Ms. Green was educated far from the mining business. She has a bachelor's degree in education from the University of Manitoba and worked as a school principal in that province, British Columbia and Alberta before moving to Calgary in the early 1980s to join the corporate world. She was hired in a do-everything role at small junior energy company and learned on the job.
“I had an entrepreneurial streak,” she said. In 1988, she and a trio of geoscientists started Formation Metals, which now has about 50 employees.
Ms. Green met Mr. Andrus several years ago and sold the green politician on a mine that would bring jobs without destroying the land. Mr. Andrus was eventually convinced and in turn quelled opposition among environmentalists in the state with the promise of the “greenest mine in America.”
“He's a statesman,” Ms. Green said. “He really helped us.”
The Idaho Conservation League last year withdrew a threat of a court challenge when Formation Metals said it would put up $30-million in reclamation bonds and spend $150,000 annually on watershed projects when the mine operates.

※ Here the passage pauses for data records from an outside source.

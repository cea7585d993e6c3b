use std::future::Future;
use std::sync::Arc;
use std::sync::atomic::{AtomicBool, AtomicI64, Ordering};

use dashmap::DashMap;
use futures::future::BoxFuture;
use futures::FutureExt;
use serde::Serialize;
use serde::de::DeserializeOwned;
use serde_json::Value;
use tokio::io::{AsyncBufReadExt, AsyncRead, AsyncWrite, AsyncWriteExt, BufReader};
use tokio::sync::{Notify, mpsc, oneshot};
use tracing::{debug, trace, warn};

use crate::envelope::{Envelope, ErrorData, PROTOCOL_VERSION, Payload, UNIMPLEMENTED_MESSAGE};
use crate::error::RpcError;

/// Async request handler registered under a key.
pub type Handler = Arc<dyn Fn(Value) -> BoxFuture<'static, anyhow::Result<Value>> + Send + Sync>;

/// Which end of the stream this connection is. Decides the id range.
#[derive(Clone, Copy, Debug, PartialEq, Eq)]
pub enum Side {
    /// Ids 0, 1, 2, ...
    Client,
    /// Ids -1, -2, -3, ...
    Server,
}

impl Side {
    fn first_mid(self) -> i64 {
        match self {
            Side::Client => 0,
            Side::Server => -1,
        }
    }

    fn step(self) -> i64 {
        match self {
            Side::Client => 1,
            Side::Server => -1,
        }
    }
}

struct Shared {
    side: Side,
    next_mid: AtomicI64,
    pending: DashMap<i64, oneshot::Sender<Payload>>,
    handlers: DashMap<String, Handler>,
    outgoing: mpsc::UnboundedSender<String>,
    closed: AtomicBool,
    on_close: Notify,
}

impl Shared {
    fn allocate_mid(&self) -> i64 {
        self.next_mid.fetch_add(self.side.step(), Ordering::Relaxed)
    }

    fn send(&self, envelope: &Envelope) -> Result<(), RpcError> {
        let line = serde_json::to_string(envelope)?;
        trace!(mid = envelope.mid, key = %envelope.key, "sending");
        self.outgoing
            .send(line)
            .map_err(|_| RpcError::ConnectionClosed)
    }

    fn close(&self) {
        self.closed.store(true, Ordering::SeqCst);
        // Dropping the senders wakes every waiter with a closed-channel error.
        self.pending.clear();
        self.on_close.notify_waiters();
    }
}

/// One end of a newline-delimited JSON stream.
///
/// Cloning is cheap; all clones share the handler table and the pending
/// request map. The reader and writer run as background tokio tasks, so the
/// connection must be created inside a runtime.
#[derive(Clone)]
pub struct RpcConnection {
    shared: Arc<Shared>,
}

impl RpcConnection {
    pub fn new<R, W>(side: Side, reader: R, writer: W) -> Self
    where
        R: AsyncRead + Unpin + Send + 'static,
        W: AsyncWrite + Unpin + Send + 'static,
    {
        let (outgoing, rx) = mpsc::unbounded_channel();
        let shared = Arc::new(Shared {
            side,
            next_mid: AtomicI64::new(side.first_mid()),
            pending: DashMap::new(),
            handlers: DashMap::new(),
            outgoing,
            closed: AtomicBool::new(false),
            on_close: Notify::new(),
        });

        tokio::spawn(write_loop(writer, rx));
        tokio::spawn(read_loop(Arc::clone(&shared), reader));

        RpcConnection { shared }
    }

    /// Splits a duplex stream into the two halves `new` expects.
    pub fn from_stream<S>(side: Side, stream: S) -> Self
    where
        S: AsyncRead + AsyncWrite + Send + 'static,
    {
        let (reader, writer) = tokio::io::split(stream);
        Self::new(side, reader, writer)
    }

    /// Serves over the process's stdin and stdout.
    pub fn stdio(side: Side) -> Self {
        Self::new(side, tokio::io::stdin(), tokio::io::stdout())
    }

    pub fn side(&self) -> Side {
        self.shared.side
    }

    /// Registers `handler` for `key`, replacing any previous one.
    pub fn set_handler<F, Fut>(&self, key: impl Into<String>, handler: F)
    where
        F: Fn(Value) -> Fut + Send + Sync + 'static,
        Fut: Future<Output = anyhow::Result<Value>> + Send + 'static,
    {
        let handler: Handler = Arc::new(move |data| handler(data).boxed());
        self.shared.handlers.insert(key.into(), handler);
    }

    pub fn remove_handler(&self, key: &str) -> bool {
        self.shared.handlers.remove(key).is_some()
    }

    /// Sends a request and waits for whatever payload comes back, including
    /// error payloads produced by the peer.
    pub async fn send_and_receive(&self, key: &str, data: Value) -> Result<Payload, RpcError> {
        let mid = self.shared.allocate_mid();
        let (tx, rx) = oneshot::channel();
        self.shared.pending.insert(mid, tx);

        if self.shared.closed.load(Ordering::SeqCst) {
            self.shared.pending.remove(&mid);
            return Err(RpcError::ConnectionClosed);
        }

        if let Err(err) = self
            .shared
            .send(&Envelope::new(mid, key, Payload::Request(data)))
        {
            self.shared.pending.remove(&mid);
            return Err(err);
        }

        rx.await.map_err(|_| RpcError::ConnectionClosed)
    }

    /// Typed wrapper over [`send_and_receive`](Self::send_and_receive) that
    /// turns error payloads into [`RpcError::Remote`].
    pub async fn request<T, R>(&self, key: &str, data: &T) -> Result<R, RpcError>
    where
        T: Serialize + ?Sized,
        R: DeserializeOwned,
    {
        let data = serde_json::to_value(data)?;
        match self.send_and_receive(key, data).await? {
            Payload::Response(value) => Ok(serde_json::from_value(value)?),
            Payload::Error(ErrorData { msg, stack }) => Err(RpcError::Remote { msg, stack }),
            Payload::Request(_) => Err(RpcError::UnexpectedPayload {
                key: key.to_string(),
            }),
        }
    }

    pub fn is_closed(&self) -> bool {
        self.shared.closed.load(Ordering::SeqCst)
    }

    /// Resolves once the inbound stream has ended.
    pub async fn closed(&self) {
        let notified = self.shared.on_close.notified();
        if self.is_closed() {
            return;
        }
        notified.await;
    }
}

async fn write_loop<W>(mut writer: W, mut rx: mpsc::UnboundedReceiver<String>)
where
    W: AsyncWrite + Unpin,
{
    while let Some(mut line) = rx.recv().await {
        line.push('\n');
        if let Err(err) = writer.write_all(line.as_bytes()).await {
            warn!(%err, "rpc writer failed");
            return;
        }
        if let Err(err) = writer.flush().await {
            warn!(%err, "rpc writer failed to flush");
            return;
        }
    }
}

async fn read_loop<R>(shared: Arc<Shared>, reader: R)
where
    R: AsyncRead + Unpin,
{
    let mut lines = BufReader::new(reader).lines();
    loop {
        match lines.next_line().await {
            Ok(Some(line)) => dispatch(&shared, &line),
            Ok(None) => break,
            Err(err) => {
                warn!(%err, "rpc reader failed");
                break;
            }
        }
    }
    debug!(side = ?shared.side, "rpc stream ended");
    shared.close();
}

fn dispatch(shared: &Arc<Shared>, line: &str) {
    if line.trim().is_empty() {
        return;
    }
    let envelope: Envelope = match serde_json::from_str(line) {
        Ok(envelope) => envelope,
        Err(err) => {
            debug!(%err, line, "dropping malformed rpc line");
            return;
        }
    };
    trace!(mid = envelope.mid, key = %envelope.key, "received");

    let Envelope {
        mid,
        key,
        payload,
        v,
    } = envelope;
    match payload {
        Payload::Request(data) => {
            if let Some(version) = v.filter(|&version| version != PROTOCOL_VERSION) {
                let error = ErrorData::new(format!(
                    "unsupported protocol version {version}, expected {PROTOCOL_VERSION}"
                ));
                reply(shared, mid, &key, Payload::Error(error));
                return;
            }
            let Some(handler) = shared.handlers.get(&key).map(|entry| Arc::clone(entry.value()))
            else {
                debug!(key, "no handler registered");
                reply(
                    shared,
                    mid,
                    &key,
                    Payload::Error(ErrorData::new(format!("{key}: {UNIMPLEMENTED_MESSAGE}"))),
                );
                return;
            };
            let shared = Arc::clone(shared);
            tokio::spawn(async move {
                let payload = match handler(data).await {
                    Ok(value) => Payload::Response(value),
                    Err(err) => {
                        debug!(key, error = %err, "handler failed");
                        Payload::Error(ErrorData::from_anyhow(&err))
                    }
                };
                reply(&shared, mid, &key, payload);
            });
        }
        payload @ (Payload::Response(_) | Payload::Error(_)) => {
            match shared.pending.remove(&mid) {
                // The waiter may have been dropped; nothing to deliver to then.
                Some((_, tx)) => {
                    let _ = tx.send(payload);
                }
                None => debug!(mid, key, "response for unknown request"),
            }
        }
    }
}

fn reply(shared: &Shared, mid: i64, key: &str, payload: Payload) {
    if let Err(err) = shared.send(&Envelope::new(mid, key, payload)) {
        debug!(mid, key, %err, "could not send reply");
    }
}

#[cfg(test)]
#[path = "../tests/connection_tests.rs"]
mod tests;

The cobalt mine could product 1,525 tonnes of the high-purity metal annually for at least a decade, the company has said. The volume is about 3 per cent of global production and would be enough to supply more than 10 per cent of the demand in North America.
The U.S. is the biggest user of cobalt. Cobalt reserves are most prevalent in Democratic Republic of the Congo and selling is dominated by mining giants Xstrata PLC and Glencore International.
The U.S. wants to wean itself off foreign oil, but the same sentiment exists in cobalt, where the country is “captive” to Xstrata, Mr. Andrus said.
Local politicians in the Lemhi County, home of the mine, have backed the project from the beginning.
“It's good for the country, to produce something for a change,” said Robert Cope, a county commissioner. “I'd like to see this country move away from a service-based economy back to manufacturing.”